» WHAT YOU SHOULD DO:
Copy all lines in the data that contain the string "policy".

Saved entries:
───
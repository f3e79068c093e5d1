//! Reward Aggregator
//!
//! Turns raw outcome telemetry into the reward consumed by the policy.
//! `reward = alpha * delivery_ratio - beta * energy / energy_reference`.

use serde::{Deserialize, Serialize};

use crate::error::{CoreError, Result};
use crate::id::DeviceId;

/// Weights used to blend delivery and energy into one scalar.
#[derive(Debug, Clone, Copy, PartialEq, Serialize, Deserialize)]
pub struct RewardWeights {
    /// Weight on the delivery ratio
    pub alpha: f64,
    /// Weight on normalized energy
    pub beta: f64,
    /// Energy (J) that maps to a normalized energy of 1.0
    pub energy_reference_j: f64,
}

impl Default for RewardWeights {
    fn default() -> Self {
        Self {
            alpha: 1.0,
            beta: 0.5,
            energy_reference_j: 0.05,
        }
    }
}

impl RewardWeights {
    pub fn validate(&self) -> Result<()> {
        if !self.alpha.is_finite() || !self.beta.is_finite() || self.alpha < 0.0 || self.beta < 0.0 {
            return Err(CoreError::InvalidConfig(format!(
                "reward weights must be finite and non-negative (alpha={}, beta={})",
                self.alpha, self.beta
            )));
        }
        if self.alpha + self.beta <= 0.0 {
            return Err(CoreError::InvalidConfig(
                "reward weights alpha and beta cannot both be zero".into(),
            ));
        }
        if self.energy_reference_j <= 0.0 || !self.energy_reference_j.is_finite() {
            return Err(CoreError::InvalidConfig(format!(
                "energy reference must be positive, got {}",
                self.energy_reference_j
            )));
        }
        Ok(())
    }

    /// Bounds of the scalar reward for in-range telemetry: `[-beta, alpha]`.
    pub fn scalar_range(&self) -> (f64, f64) {
        (-self.beta, self.alpha)
    }

    pub fn scalarize(&self, delivery: f64, energy: f64) -> f64 {
        self.alpha * delivery - self.beta * energy
    }
}

/// Measured result of the previously applied action.
///
/// Fields are optional because the environment may omit or garble them.
#[derive(Debug, Clone, Copy, Default, PartialEq, Serialize, Deserialize)]
pub struct Outcome {
    /// Success flag (0/1) or packet delivery ratio
    pub delivery: Option<f64>,
    /// Energy consumed by the transmission, in Joules
    pub energy_j: Option<f64>,
}

impl Outcome {
    pub fn new(delivery: f64, energy_j: f64) -> Self {
        Self {
            delivery: Some(delivery),
            energy_j: Some(energy_j),
        }
    }
}

/// Reward handed to the policy: the scalar blend plus its components.
#[derive(Debug, Clone, Copy, PartialEq, Serialize, Deserialize)]
pub struct Reward {
    pub value: f64,
    pub delivery: f64,
    pub energy: f64,
    /// Counts as an update but carries no information about the arm
    #[serde(default)]
    pub neutral: bool,
}

impl Reward {
    /// Substituted when telemetry is unusable.
    pub fn neutral() -> Self {
        Self {
            value: 0.0,
            delivery: 0.0,
            energy: 0.0,
            neutral: true,
        }
    }

    pub fn scalar(value: f64) -> Self {
        Self {
            value,
            delivery: 0.0,
            energy: 0.0,
            neutral: false,
        }
    }
}

/// One aggregated outcome, kept briefly for diagnostics.
#[derive(Debug, Clone, PartialEq, Serialize, Deserialize)]
pub struct RewardSample {
    pub device: DeviceId,
    pub outcome: Outcome,
    pub reward: Reward,
    /// True when the reward was substituted because the outcome was invalid
    pub neutral: bool,
}

#[derive(Debug, Clone, Default)]
pub struct RewardAggregator {
    weights: RewardWeights,
}

impl RewardAggregator {
    pub fn new(weights: RewardWeights) -> Result<Self> {
        weights.validate()?;
        Ok(Self { weights })
    }

    pub fn weights(&self) -> &RewardWeights {
        &self.weights
    }

    /// Combine an outcome into a reward. Pure and deterministic.
    ///
    /// Out-of-range components are passed through unchanged; clamping is the
    /// policy's job.
    pub fn combine(&self, outcome: &Outcome) -> Result<Reward> {
        let delivery = outcome
            .delivery
            .ok_or_else(|| CoreError::InvalidOutcome("missing delivery field".into()))?;
        let energy_j = outcome
            .energy_j
            .ok_or_else(|| CoreError::InvalidOutcome("missing energy field".into()))?;

        if !delivery.is_finite() || !energy_j.is_finite() {
            return Err(CoreError::InvalidOutcome(format!(
                "non-finite telemetry (delivery={}, energy={})",
                delivery, energy_j
            )));
        }
        if self.weights.energy_reference_j == 0.0 || !self.weights.energy_reference_j.is_finite() {
            return Err(CoreError::InvalidOutcome(
                "energy reference is zero, cannot normalize".into(),
            ));
        }

        let energy = energy_j / self.weights.energy_reference_j;
        Ok(Reward {
            value: self.weights.scalarize(delivery, energy),
            delivery,
            energy,
            neutral: false,
        })
    }
}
───
» RESPONSE:
//! Turns raw outcome telemetry into the reward consumed by the policy.
/// Reward handed to the policy: the scalar blend plus its components.
    /// policy's job.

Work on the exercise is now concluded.